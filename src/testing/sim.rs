//! In-memory process-control engine.
//!
//! `SimInferior` stands in for a debugger-driven target: functions are Rust
//! closures over a byte-addressed heap, breakpoints and return traps are
//! reported to the [`StopHandler`] exactly where a real engine would stop, and
//! faults surface as signals. The outermost call made through
//! [`ProcessControl::call_function`] runs from a synthetic frame, so its
//! return cannot be trapped.

use crate::config::types::{ProbeError, Result};
use crate::intercept::stats::ArgSnapshot;
use crate::safety::ownership::ControlLock;
use crate::target::catalog::TypeCatalog;
use crate::target::control::{
    CallOutcome, FrameSummary, LaunchRequest, ProcessControl, ReturnTrapId, StopHandler,
    StopInspection, StoppedTarget, TargetMemory, TrapUnavailable, TypeResolver, VariableSummary,
};
use crate::target::types::{ByteOrder, FunctionSignature, Param, TargetType, TypeKind};
use crate::values::encoded::EncodedValue;
use log::{debug, trace};
use nix::sys::signal::Signal;
use std::collections::{BTreeMap, BTreeSet};
use std::fmt;
use std::rc::Rc;
use std::sync::atomic::{AtomicU32, Ordering};

const HEAP_START: u64 = 0x5555_0000_1000;
const BLOCK_ALIGN: u64 = 16;
const MAX_BLOCK: usize = 1 << 30;

static NEXT_PID: AtomicU32 = AtomicU32::new(40_000);

/// How a simulated call stops early
#[derive(Debug)]
pub enum SimFault {
    /// The target received a signal
    Signal(Signal),
    /// The controller side failed
    Error(ProbeError),
}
+ + + + + + +
**Exercise prompt**. The entries above hold a line with "use crate::target::catalog::TypeCatalog;" and a later line with "#[derive(Debug)]". Write out exactly those lines and all lines between, nothing more.

**Finished exercise**.
use crate::target::catalog::TypeCatalog;
use crate::target::control::{
    CallOutcome, FrameSummary, LaunchRequest, ProcessControl, ReturnTrapId, StopHandler,
    StopInspection, StoppedTarget, TargetMemory, TrapUnavailable, TypeResolver, VariableSummary,
};
use crate::target::types::{ByteOrder, FunctionSignature, Param, TargetType, TypeKind};
use crate::values::encoded::EncodedValue;
use log::{debug, trace};
use nix::sys::signal::Signal;
use std::collections::{BTreeMap, BTreeSet};
use std::fmt;
use std::rc::Rc;
use std::sync::atomic::{AtomicU32, Ordering};

const HEAP_START: u64 = 0x5555_0000_1000;
const BLOCK_ALIGN: u64 = 16;
const MAX_BLOCK: usize = 1 << 30;

static NEXT_PID: AtomicU32 = AtomicU32::new(40_000);

/// How a simulated call stops early
#[derive(Debug)]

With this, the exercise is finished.